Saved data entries
══════

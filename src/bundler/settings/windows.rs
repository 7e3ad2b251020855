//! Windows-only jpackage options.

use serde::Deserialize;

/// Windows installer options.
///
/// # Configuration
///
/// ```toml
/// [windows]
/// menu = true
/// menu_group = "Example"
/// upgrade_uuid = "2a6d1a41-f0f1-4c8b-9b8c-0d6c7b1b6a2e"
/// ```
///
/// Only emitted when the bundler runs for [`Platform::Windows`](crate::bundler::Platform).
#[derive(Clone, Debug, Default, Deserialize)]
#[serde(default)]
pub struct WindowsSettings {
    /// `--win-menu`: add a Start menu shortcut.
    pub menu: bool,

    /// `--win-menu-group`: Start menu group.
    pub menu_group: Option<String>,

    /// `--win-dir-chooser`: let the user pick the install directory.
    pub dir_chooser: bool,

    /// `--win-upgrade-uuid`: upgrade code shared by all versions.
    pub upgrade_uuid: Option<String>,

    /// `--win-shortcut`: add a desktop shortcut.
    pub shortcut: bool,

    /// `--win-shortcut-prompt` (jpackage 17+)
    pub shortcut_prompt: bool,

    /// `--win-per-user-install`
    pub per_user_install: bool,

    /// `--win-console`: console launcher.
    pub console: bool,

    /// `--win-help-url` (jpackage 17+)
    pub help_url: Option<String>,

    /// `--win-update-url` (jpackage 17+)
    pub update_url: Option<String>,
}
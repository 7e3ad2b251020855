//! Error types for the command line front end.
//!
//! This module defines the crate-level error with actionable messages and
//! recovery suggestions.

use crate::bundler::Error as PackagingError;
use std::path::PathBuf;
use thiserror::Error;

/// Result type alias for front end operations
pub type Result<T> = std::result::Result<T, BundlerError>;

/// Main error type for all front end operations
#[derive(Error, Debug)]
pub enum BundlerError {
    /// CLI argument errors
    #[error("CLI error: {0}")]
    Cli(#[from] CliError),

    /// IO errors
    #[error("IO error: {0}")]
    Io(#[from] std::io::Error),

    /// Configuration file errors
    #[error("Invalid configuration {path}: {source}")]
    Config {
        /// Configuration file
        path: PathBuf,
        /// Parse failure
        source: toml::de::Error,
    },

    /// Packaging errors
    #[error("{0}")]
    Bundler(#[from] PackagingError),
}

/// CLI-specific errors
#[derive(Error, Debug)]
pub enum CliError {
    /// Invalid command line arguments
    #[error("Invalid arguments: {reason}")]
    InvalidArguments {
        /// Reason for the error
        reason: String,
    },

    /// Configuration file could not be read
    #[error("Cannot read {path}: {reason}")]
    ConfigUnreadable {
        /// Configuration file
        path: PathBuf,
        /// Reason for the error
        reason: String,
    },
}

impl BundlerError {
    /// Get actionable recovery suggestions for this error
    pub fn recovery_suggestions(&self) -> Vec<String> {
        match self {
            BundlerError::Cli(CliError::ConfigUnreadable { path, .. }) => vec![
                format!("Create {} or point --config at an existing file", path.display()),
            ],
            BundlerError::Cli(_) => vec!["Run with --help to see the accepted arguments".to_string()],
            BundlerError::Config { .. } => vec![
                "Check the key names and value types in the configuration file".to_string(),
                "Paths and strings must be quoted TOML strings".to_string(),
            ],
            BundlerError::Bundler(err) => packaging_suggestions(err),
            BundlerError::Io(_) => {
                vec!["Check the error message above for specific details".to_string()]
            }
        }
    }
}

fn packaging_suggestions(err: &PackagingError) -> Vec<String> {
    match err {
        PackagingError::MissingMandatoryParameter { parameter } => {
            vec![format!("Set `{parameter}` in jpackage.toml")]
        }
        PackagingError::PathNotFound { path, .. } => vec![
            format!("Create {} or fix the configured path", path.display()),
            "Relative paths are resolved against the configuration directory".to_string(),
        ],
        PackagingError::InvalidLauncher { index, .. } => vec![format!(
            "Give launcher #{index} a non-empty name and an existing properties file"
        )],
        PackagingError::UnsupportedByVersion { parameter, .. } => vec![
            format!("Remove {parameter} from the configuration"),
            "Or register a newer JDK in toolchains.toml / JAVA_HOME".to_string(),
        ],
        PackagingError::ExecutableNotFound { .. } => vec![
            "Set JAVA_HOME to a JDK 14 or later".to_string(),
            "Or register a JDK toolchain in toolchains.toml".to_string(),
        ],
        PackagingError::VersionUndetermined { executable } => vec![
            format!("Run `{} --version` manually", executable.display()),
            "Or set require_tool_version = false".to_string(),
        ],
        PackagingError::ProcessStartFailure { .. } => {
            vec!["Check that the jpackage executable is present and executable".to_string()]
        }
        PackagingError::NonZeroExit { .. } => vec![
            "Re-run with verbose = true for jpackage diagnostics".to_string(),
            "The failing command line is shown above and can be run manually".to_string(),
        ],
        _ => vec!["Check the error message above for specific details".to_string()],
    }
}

══════

What you should do
Write out each line exactly, beginning at the one with "and strings must" and ending at the final line of the records above, with nothing added.

Expected output
                "Paths and strings must be quoted TOML strings".to_string(),
            ],
            BundlerError::Bundler(err) => packaging_suggestions(err),
            BundlerError::Io(_) => {
                vec!["Check the error message above for specific details".to_string()]
            }
        }
    }
}

fn packaging_suggestions(err: &PackagingError) -> Vec<String> {
    match err {
        PackagingError::MissingMandatoryParameter { parameter } => {
            vec![format!("Set `{parameter}` in jpackage.toml")]
        }
        PackagingError::PathNotFound { path, .. } => vec![
            format!("Create {} or fix the configured path", path.display()),
            "Relative paths are resolved against the configuration directory".to_string(),
        ],
        PackagingError::InvalidLauncher { index, .. } => vec![format!(
            "Give launcher #{index} a non-empty name and an existing properties file"
        )],
        PackagingError::UnsupportedByVersion { parameter, .. } => vec![
            format!("Remove {parameter} from the configuration"),
            "Or register a newer JDK in toolchains.toml / JAVA_HOME".to_string(),
        ],
        PackagingError::ExecutableNotFound { .. } => vec![
            "Set JAVA_HOME to a JDK 14 or later".to_string(),
            "Or register a JDK toolchain in toolchains.toml".to_string(),
        ],
        PackagingError::VersionUndetermined { executable } => vec![
            format!("Run `{} --version` manually", executable.display()),
            "Or set require_tool_version = false".to_string(),
        ],
        PackagingError::ProcessStartFailure { .. } => {
            vec!["Check that the jpackage executable is present and executable".to_string()]
        }
        PackagingError::NonZeroExit { .. } => vec![
            "Re-run with verbose = true for jpackage diagnostics".to_string(),
            "The failing command line is shown above and can be run manually".to_string(),
        ],
        _ => vec!["Check the error message above for specific details".to_string()],
    }
}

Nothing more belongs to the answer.